## YOUR GOAL
Go through the data below and return each line where the string "rand" occurs.

** EXERCISE DATA follows **

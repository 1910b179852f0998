//! Metrics collection.
//!
//! # Metrics
//! - `transfer_broadcast_attempts_total` (counter): sendTransaction calls made
//! - `transfer_outcomes_total` (counter): finished runs by category
//! - `transfer_confirmation_seconds` (histogram): broadcast → confirmed latency
//!
//! # Design Decisions
//! - Recorded through the `metrics` facade; with no recorder installed the
//!   calls are no-ops, so a one-shot CLI run pays nothing for them
//! - Embedders can install any recorder before calling the pipeline

use std::time::Duration;

pub fn record_broadcast_attempt() {
    metrics::counter!("transfer_broadcast_attempts_total").increment(1);
}

pub fn record_outcome(category: &'static str) {
    metrics::counter!("transfer_outcomes_total", "category" => category).increment(1);
}

pub fn record_confirmation_time(elapsed: Duration) {
    metrics::histogram!("transfer_confirmation_seconds").record(elapsed.as_secs_f64());
}
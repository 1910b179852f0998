//! Exponential backoff with jitter.

use rand::Rng;
use std::time::Duration;

/// Calculate exponential backoff delay, optionally with jitter.
///
/// `attempt` is the number of attempts already made; attempt 0 waits nothing.
pub fn calculate_backoff(attempt: u32, base_ms: u64, max_ms: u64, jitter: bool) -> Duration {
    if attempt == 0 {
        return Duration::from_millis(0);
    }

    let exponential_base = 2u64.saturating_pow(attempt - 1);
    let delay_ms = base_ms.saturating_mul(exponential_base);
    let capped_delay = delay_ms.min(max_ms);

    // Apply jitter (0 to 10% of the delay)
    let jitter_range = capped_delay / 10;
    let jitter = if jitter && jitter_range > 0 {
        rand::thread_rng().gen_range(0..jitter_range)
    } else {
        0
    };

    Duration::from_millis(capped_delay + jitter)
}
//! Cancellation coordination for a transfer run.

use std::sync::Arc;
use std::time::Duration;

use tokio::sync::watch;

/// Coordinator for cancelling an in-flight run.
///
/// Backed by a watch channel so a signal obtained after the trigger still
/// observes it.
#[derive(Clone)]
pub struct Shutdown {
    tx: Arc<watch::Sender<bool>>,
}

impl Shutdown {
    /// Create a new, untriggered coordinator.
    pub fn new() -> Self {
        let (tx, _) = watch::channel(false);
        Self { tx: Arc::new(tx) }
    }

    /// Obtain a signal that long-running steps can wait on.
    pub fn subscribe(&self) -> ShutdownSignal {
        ShutdownSignal {
            rx: self.tx.subscribe(),
        }
    }

    /// Trigger cancellation. Idempotent.
    pub fn trigger(&self) {
        self.tx.send_replace(true);
    }

    pub fn is_triggered(&self) -> bool {
        *self.tx.borrow()
    }

    /// Trigger cancellation once `after` has elapsed.
    pub fn trigger_after(&self, after: Duration) -> tokio::task::JoinHandle<()> {
        let shutdown = self.clone();
        tokio::spawn(async move {
            tokio::time::sleep(after).await;
            tracing::warn!(deadline_secs = after.as_secs(), "Run deadline reached, cancelling");
            shutdown.trigger();
        })
    }
}

impl Default for Shutdown {
    fn default() -> Self {
        Self::new()
    }
}

/// Receiving side of [`Shutdown`].
#[derive(Clone, Debug)]
pub struct ShutdownSignal {
    rx: watch::Receiver<bool>,
}

impl ShutdownSignal {
    /// A signal that never fires.
    pub fn never() -> Self {
        let (_, rx) = watch::channel(false);
        Self { rx }
    }

    pub fn is_cancelled(&self) -> bool {
        *self.rx.borrow()
    }

    /// Resolve once cancellation has been triggered.
    ///
    /// Pends forever if the coordinator is dropped untriggered.
    pub async fn cancelled(&self) {
        let mut rx = self.rx.clone();
        if rx.wait_for(|cancelled| *cancelled).await.is_err() {
            std::future::pending::<()>().await;
        }
    }
}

** End of EXERCISE DATA **

## EXERCISE SOLUTION
use rand::Rng;
        rand::thread_rng().gen_range(0..jitter_range)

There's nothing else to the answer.